The Arabic proverb applies here, Century II, no. 4: "Playing and joking take away reverence." As the Italians say: The boldness of a master is the cap of a fool. And no. 5: "Do not play with a nobleman, lest he become angry with you; nor with a lowly person, lest he take advantage of you or become bold over you."

Let St. Job serve as an example of fatherly gravity: he dealt so seriously and gravely with his children that even when he occasionally smiled, he was not believed to be smiling. "If ever I smiled at them," he says in chapter 29, "they did not believe it." On which St. Gregory, Book XX of the Moralia, chapter 3: "He who is in charge," he says, "ought to be feared even when smiling, and loved even when angry, so that neither excessive cheerfulness makes him cheap nor immoderate severity makes him hateful." And in chapter 8: "Severity must therefore be blended with gentleness, and a kind of balance must be struck between the two, so that subjects are neither exasperated by much harshness nor dissolved by too much kindness. This indeed is what the ark of the tabernacle signifies, in which together with the tablets there was both a rod and manna; because with the knowledge of Sacred Scripture in the breast of a good ruler, if there is a rod of strictness, let there also be the manna of sweetness. Hence David also says: Your rod and Your staff — they have comforted me. For we are struck by the rod and supported by the staff. Therefore, if there is the strictness of a rod that strikes, let there also be the comfort of a staff that supports. Let there be love, but not enervating; let there be rigor, but not exasperating; let there be zeal, but not savaging immoderately; let there be mercy, but not sparing more than is expedient."

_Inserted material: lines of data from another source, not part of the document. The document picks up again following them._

#![deny(warnings)]

//! MM pipeline orchestrator: sequences solvency gates, order intake,
//! manufacturing, bookkeeping, payroll, and tax settlement around the
//! externally owned population-advance step, one simulated month at a
//! time.
//!
//! The orchestrator is the sole caller of every table mutator; components
//! never invoke each other. Insolvency never halts the run: it skips the
//! gated steps for the current month and the pipeline moves on. Partial
//! mutations applied before a gate trips are not rolled back.

use mm_books::{open_books, settle_taxes, update_books};
use mm_core::{
    validate_tables, ConfigError, MmConfig, MmTables, OrderRow, PersonRow, ValidationError,
};
use mm_econ::{insolvent_coords, is_solvent, EconError};
use mm_factory::{check_order_parity, manufacture, receive_orders};
use mm_workforce::{run_hr, staffed_headcount};
use std::collections::BTreeSet;
use thiserror::Error;
use tracing::{debug, warn};

/// Errors surfaced by the orchestrator. Insolvency is not among them: it
/// is a gate, not a failure.
#[derive(Debug, Error, PartialEq)]
pub enum RuntimeError {
    /// Rejected configuration at initialization.
    #[error("configuration: {0}")]
    Config(#[from] ConfigError),
    /// Rejected table set at initialization.
    #[error("tables: {0}")]
    Tables(#[from] ValidationError),
    /// Invalid economic parameter reached a computation.
    #[error("economics: {0}")]
    Econ(#[from] EconError),
}

/// Everything one simulated month operates on: the MM tables, the view of
/// the Realm's person table, the month clock, and the configuration.
#[derive(Clone, Debug)]
pub struct MmState {
    /// The five MM tables.
    pub tables: MmTables,
    /// Externally owned population rows.
    pub persons: Vec<PersonRow>,
    /// Current simulated month; incremented by [`run_months`].
    pub month: u32,
    /// Pipeline parameters.
    pub config: MmConfig,
}

impl MmState {
    /// Build a state, failing fast on bad configuration or an
    /// inconsistent table set.
    pub fn new(
        tables: MmTables,
        persons: Vec<PersonRow>,
        month: u32,
        config: MmConfig,
    ) -> Result<Self, RuntimeError> {
        config.validate()?;
        validate_tables(&tables)?;
        Ok(Self {
            tables,
            persons,
            month,
            config,
        })
    }
}

/// Pre-advance operations: route this month's incoming orders into the
/// order book, skipping orders owned by insolvent locations, then repair
/// any parity mismatch. Returns the number of rows added to the book.
pub fn pre_evolve(state: &mut MmState, incoming: &[OrderRow]) -> usize {
    let insolvent: BTreeSet<_> =
        insolvent_coords(&state.tables.locations, state.config.debt_threshold)
            .into_iter()
            .collect();
    let accepted: Vec<OrderRow> = if insolvent.is_empty() {
        incoming.to_vec()
    } else {
        warn!(
            month = state.month,
            locations = ?insolvent,
            "insolvent locations, skipping their order intake"
        );
        incoming
            .iter()
            .filter(|o| match state.tables.location_of_product(o.product_id) {
                Some(coord) => !insolvent.contains(&coord),
                None => true, // unattributable; manufacturing will reject it
            })
            .cloned()
            .collect()
    };
    let received = receive_orders(&mut state.tables.orders, &accepted);
    let repaired = check_order_parity(&mut state.tables.orders, &accepted);
    received + repaired
}

/// Post-advance operations: manufacturing and bookkeeping always run;
/// payroll runs only while solvent; tax settlement only while still
/// solvent after payroll. A tripped gate skips the rest of the month.
pub fn post_evolve(state: &mut MmState) -> Result<(), RuntimeError> {
    let month = state.month;
    let cfg = state.config.clone();

    open_books(month, &mut state.tables, cfg.accounting_period);
    let staffing = staffed_headcount(&state.tables.employees, &state.persons);
    let fulfilled = manufacture(month, &mut state.tables, &staffing, cfg.orders_per_worker);
    update_books(&mut state.tables, &fulfilled);
    debug!(month, fulfilled = fulfilled.len(), "operations complete");

    if !is_solvent(&state.tables.locations, cfg.debt_threshold) {
        warn!(
            month,
            locations = ?insolvent_coords(&state.tables.locations, cfg.debt_threshold),
            "insolvent after operations, skipping payroll and tax"
        );
        return Ok(());
    }
    run_hr(month, &mut state.tables, &mut state.persons, &cfg)?;

    if !is_solvent(&state.tables.locations, cfg.debt_threshold) {
        warn!(
            month,
            locations = ?insolvent_coords(&state.tables.locations, cfg.debt_threshold),
            "insolvent after payroll, skipping tax settlement"
        );
        return Ok(());
    }
    settle_taxes(month, &mut state.tables, cfg.cit_rate, cfg.accounting_period)?;
    Ok(())
}

/// Drive `months` simulated months. Per month: fetch the month's incoming
/// orders, run [`pre_evolve`], advance the clock, hand the population to
/// the external advance step, then run [`post_evolve`].
///
/// Intake runs at the pre-advance month, so `next_orders` is called with
/// `state.month` as it stands and the rows it returns should be dated no
/// earlier than `state.month + 1`. Rows dated at the pre-advance month
/// itself fall outside every future settlement window and their sales tax
/// is never charged.
pub fn run_months<A, O>(
    state: &mut MmState,
    months: u32,
    mut advance: A,
    mut next_orders: O,
) -> Result<(), RuntimeError>
where
    A: FnMut(&mut Vec<PersonRow>, u32),
    O: FnMut(u32) -> Vec<OrderRow>,
{
    for _ in 0..months {
        let incoming = next_orders(state.month);
        pre_evolve(state, &incoming);
        state.month += 1;
        advance(&mut state.persons, state.month);
        post_evolve(state)?;
    }
    Ok(())
}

11. DO NOT GIVE HIM AUTHORITY IN HIS YOUTH, AND DO NOT OVERLOOK HIS THOUGHTS.

For "authority" the Greek has exousian, that is, freedom, license, authority to do and say what he wills and what pleases him. For "thoughts" our translator read ennoian, that is, thoughts, notions, intentions, feelings, conceptions — namely, what he turns over in his mind, thinks, intends, aims at, desires, wills, and plots. Others read a neighboring word, agnoias, that is, ignorances — that is, errors, vices, and sins with which boyhood teems. Hence the Zurich version translates: Do not indulge the young man with license, nor wink at things he does ignorantly. The Syriac: Do not pardon him all his vices. The sense is: Do not permit the youth the power to do what he pleases, so that he lives by his own right, acts on his own initiative, as though a master and lord dependent on no one, subject to no one, answerable to no one's direction and correction. "And do not overlook" — that is, do not neglect to correct and direct his "thoughts"

— that is: Search and carefully explore what he is thinking, so that from this you may perceive his natural disposition and the feelings and inclinations of his soul, and if these are depraved, cut them away and correct them; if they are good, foster and direct them. For unless you bend them in youth, they will grow, harden, and become inflexible and incorrigible — just as a tender tree must be bent and directed while it is tender, for if it has grown up, it will not allow itself to be bent or directed.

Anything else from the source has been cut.